● Exercise description
From the line containing "pub enum TelemetryError" onward, every line of the entries is to be set down exactly, the last line included.

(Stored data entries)
use gungnir::quadrature::{assert_weights_sum_to_volume, gauss, hexahedron_gauss, unit_interval_gauss};
use matrixcompare::assert_scalar_eq;

/// Integral of x^k over [-1, 1].
fn monomial_integral_sym(k: usize) -> f64 {
    if k % 2 == 0 {
        2.0 / (k as f64 + 1.0)
    } else {
        0.0
    }
}

#[test]
fn gauss_rules_integrate_polynomials_exactly() {
    for n in 1..=5 {
        let (weights, points) = gauss(n);
        assert_eq!(weights.len(), n);

        // An n point rule is exact for polynomials up to degree 2n - 1
        for k in 0..2 * n {
            let integral: f64 = weights
                .iter()
                .zip(&points)
                .map(|(w, &[x])| w * x.powi(k as i32))
                .sum();
            assert_scalar_eq!(integral, monomial_integral_sym(k), comp = abs, tol = 1e-13);
        }
    }
}

#[test]
fn unit_interval_rules_integrate_polynomials_exactly() {
    for n in 1..=5 {
        let (weights, points) = unit_interval_gauss(n);
        let sum: f64 = weights.iter().sum();
        assert_scalar_eq!(sum, 1.0, comp = abs, tol = 1e-14);

        for k in 0..2 * n {
            let integral: f64 = weights
                .iter()
                .zip(&points)
                .map(|(w, &[x])| w * x.powi(k as i32))
                .sum();
            // Integral of x^k over [0, 1]
            assert_scalar_eq!(integral, 1.0 / (k as f64 + 1.0), comp = abs, tol = 1e-14);
        }
    }
}

#[test]
fn hexahedron_rule_weights_sum_to_reference_volume() {
    for n in 1..=4 {
        let (weights, _) = hexahedron_gauss(n);
        assert_eq!(weights.len(), n * n * n);
        assert_weights_sum_to_volume(&weights, 1.0);
    }
}

#[test]
fn hexahedron_rule_integrates_separable_monomials() {
    let (weights, points) = hexahedron_gauss(3);

    let integral: f64 = weights
        .iter()
        .zip(&points)
        .map(|(w, &[x, y, z])| w * x * x * y * y * z * z)
        .sum();
    assert_scalar_eq!(integral, 1.0 / 27.0, comp = abs, tol = 1e-14);

    let integral: f64 = weights
        .iter()
        .zip(&points)
        .map(|(w, &[x, _, _])| w * x.powi(5))
        .sum();
    assert_scalar_eq!(integral, 1.0 / 6.0, comp = abs, tol = 1e-14);
}

#[test]
fn three_point_hexahedron_rule_matches_known_values() {
    // Corner, edge and central weights of the tensor rule with 3 points per
    // axis, and the known 1d abscissae (1 +- sqrt(3/5)) / 2 and 1/2
    let (weights, points) = hexahedron_gauss(3);
    assert_scalar_eq!(weights[0], 0.021433470507544583, comp = abs, tol = 1e-15);
    assert_scalar_eq!(weights[1], 0.034293552812071334, comp = abs, tol = 1e-15);
    assert_scalar_eq!(weights[13], 0.0877914951989026, comp = abs, tol = 1e-15);
    let lo = 0.5 * (1.0 - 0.6f64.sqrt());
    let hi = 0.5 * (1.0 + 0.6f64.sqrt());
    assert_scalar_eq!(points[0][0].min(points[26][0]), lo, comp = abs, tol = 1e-15);
    assert_scalar_eq!(points[0][0].max(points[26][0]), hi, comp = abs, tol = 1e-15);
    assert_scalar_eq!(points[13][0], 0.5, comp = abs, tol = 1e-15);
}
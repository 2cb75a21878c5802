//! Error types for operator construction and application.

use std::fmt;
use std::fmt::{Display, Formatter};

/// Errors raised when constructing or applying a matrix-free operator.
///
/// Configuration and dimension errors are raised at construction time and
/// refuse to build the operator. Geometric errors abort the application call
/// in which they are detected; the output buffer then holds partial results
/// that must be discarded by the caller.
#[derive(Debug, Clone, PartialEq)]
#[non_exhaustive]
pub enum OperatorError {
    /// No specialized kernel exists for the requested polynomial degree.
    UnsupportedDegree { degree: usize },
    /// A cell's geometric map is degenerate or inverted at some quadrature
    /// point.
    DegenerateCell {
        cell: usize,
        jacobian_determinant: f64,
    },
    /// A caller-provided buffer does not have the expected length.
    InvalidDimensions {
        buffer: &'static str,
        expected: usize,
        actual: usize,
    },
    /// A dof map entry points outside the buffer it indexes into.
    IndexOutOfBounds {
        buffer: &'static str,
        index: usize,
        bound: usize,
    },
}

impl Display for OperatorError {
    fn fmt(&self, f: &mut Formatter<'_>) -> fmt::Result {
        match self {
            Self::UnsupportedDegree { degree } => {
                write!(
                    f,
                    "unsupported polynomial degree {degree}: only degrees 1 and 2 \
                     have specialized kernels"
                )
            }
            Self::DegenerateCell {
                cell,
                jacobian_determinant,
            } => {
                write!(
                    f,
                    "cell {cell} has a degenerate or inverted geometry \
                     (Jacobian determinant {jacobian_determinant:.3e})"
                )
            }
            Self::InvalidDimensions {
                buffer,
                expected,
                actual,
            } => {
                write!(
                    f,
                    "buffer `{buffer}` has length {actual}, expected {expected}"
                )
            }
            Self::IndexOutOfBounds {
                buffer,
                index,
                bound,
            } => {
                write!(
                    f,
                    "buffer `{buffer}` references index {index}, which is out of \
                     bounds for a buffer of {bound} entries"
                )
            }
        }
    }
}

impl std::error::Error for OperatorError {}

/// Errors reported by the device telemetry collaborator.
///
/// Telemetry is purely observational: these errors are reported as status
/// and never abort the numerical path.
#[derive(Debug, Clone, PartialEq, Eq)]
#[non_exhaustive]
pub enum TelemetryError {
    /// The monitoring backend is not initialised (not compiled in, or the
    /// session was never opened successfully).
    NotInitialised,
    /// The monitoring backend reported a failure.
    Backend(String),
}

impl Display for TelemetryError {
    fn fmt(&self, f: &mut Formatter<'_>) -> fmt::Result {
        match self {
            Self::NotInitialised => write!(f, "device monitoring backend is not initialised"),
            Self::Backend(message) => {
                write!(f, "device monitoring backend error: {message}")
            }
        }
    }
}

impl std::error::Error for TelemetryError {}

● Response to this task
pub enum TelemetryError {
    /// The monitoring backend is not initialised (not compiled in, or the
    /// session was never opened successfully).
    NotInitialised,
    /// The monitoring backend reported a failure.
    Backend(String),
}

impl Display for TelemetryError {
    fn fmt(&self, f: &mut Formatter<'_>) -> fmt::Result {
        match self {
            Self::NotInitialised => write!(f, "device monitoring backend is not initialised"),
            Self::Backend(message) => {
                write!(f, "device monitoring backend error: {message}")
            }
        }
    }
}

impl std::error::Error for TelemetryError {}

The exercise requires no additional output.